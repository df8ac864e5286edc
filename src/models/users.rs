pub use super::_entities::users::{ActiveModel, Entity, Model};
use crate::models::_entities::users;
use loco_rs::auth::jwt;
use loco_rs::hash;
use loco_rs::model::{ModelError, ModelResult};
use sea_orm::entity::prelude::*;
use sea_orm::ActiveValue::Set;
use sea_orm::TransactionTrait;
use serde_json::Map;
use uuid::Uuid;

pub type Users = Entity;

#[derive(Debug, Clone)]
pub struct RegisterParams {
    pub mobile: String,
    pub username: String,
    pub password: String,
}

#[async_trait::async_trait]
impl ActiveModelBehavior for ActiveModel {
    async fn before_save<C>(self, _db: &C, insert: bool) -> std::result::Result<Self, DbErr>
    where
        C: ConnectionTrait,
    {
        if insert {
            let mut this = self;
            this.pid = Set(Uuid::new_v4());
            Ok(this)
        } else if self.updated_at.is_unchanged() {
            let mut this = self;
            this.updated_at = Set(chrono::Utc::now().into());
            Ok(this)
        } else {
            Ok(self)
        }
    }
}

impl Model {
    /// Finds a user by the JWT subject claim.
    ///
    /// # Errors
    /// When the pid is not a valid uuid or no user matches it.
    pub async fn find_by_pid(db: &DatabaseConnection, pid: &str) -> ModelResult<Self> {
        let parse_uuid = Uuid::parse_str(pid).map_err(|e| ModelError::Any(e.into()))?;
        Entity::find()
            .filter(users::Column::Pid.eq(parse_uuid))
            .one(db)
            .await?
            .ok_or_else(|| ModelError::EntityNotFound)
    }

    /// # Errors
    /// When no user has the given mobile number.
    pub async fn find_by_mobile(db: &DatabaseConnection, mobile: &str) -> ModelResult<Self> {
        Entity::find()
            .filter(users::Column::Mobile.eq(mobile))
            .one(db)
            .await?
            .ok_or_else(|| ModelError::EntityNotFound)
    }

    /// Registers a new user with a hashed password. Fails when the mobile
    /// number or username is already taken.
    ///
    /// # Errors
    /// When the user already exists or the insert fails.
    pub async fn create_with_password(
        db: &DatabaseConnection,
        params: &RegisterParams,
    ) -> ModelResult<Self> {
        let txn = db.begin().await?;

        if Entity::find()
            .filter(users::Column::Mobile.eq(&params.mobile))
            .one(&txn)
            .await?
            .is_some()
        {
            return Err(ModelError::EntityAlreadyExists {});
        }
        if Entity::find()
            .filter(users::Column::Username.eq(&params.username))
            .one(&txn)
            .await?
            .is_some()
        {
            return Err(ModelError::EntityAlreadyExists {});
        }

        let password_hash =
            hash::hash_password(&params.password).map_err(|e| ModelError::Any(e.into()))?;
        let user = ActiveModel {
            mobile: Set(params.mobile.clone()),
            username: Set(params.username.to_lowercase()),
            password: Set(password_hash),
            ..Default::default()
        }
        .insert(&txn)
        .await?;

        txn.commit().await?;

        Ok(user)
    }

    #[must_use]
    pub fn verify_password(&self, password: &str) -> bool {
        hash::verify_password(password, &self.password)
    }

    /// # Errors
    /// When the token cannot be signed.
    pub fn generate_jwt(&self, secret: &str, expiration: &u64) -> ModelResult<String> {
        Ok(jwt::JWT::new(secret).generate_token(
            expiration,
            self.pid.to_string(),
            Some(serde_json::Value::Object(Map::new())),
        )?)
    }
}

// implement your write-oriented logic here
impl ActiveModel {}

// implement your custom finders, selectors oriented logic here
impl Entity {}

**The problem:**
Every line above that holds the string "bool" counts once. State how many such lines there are, as a number alone.

**Task solution:**
2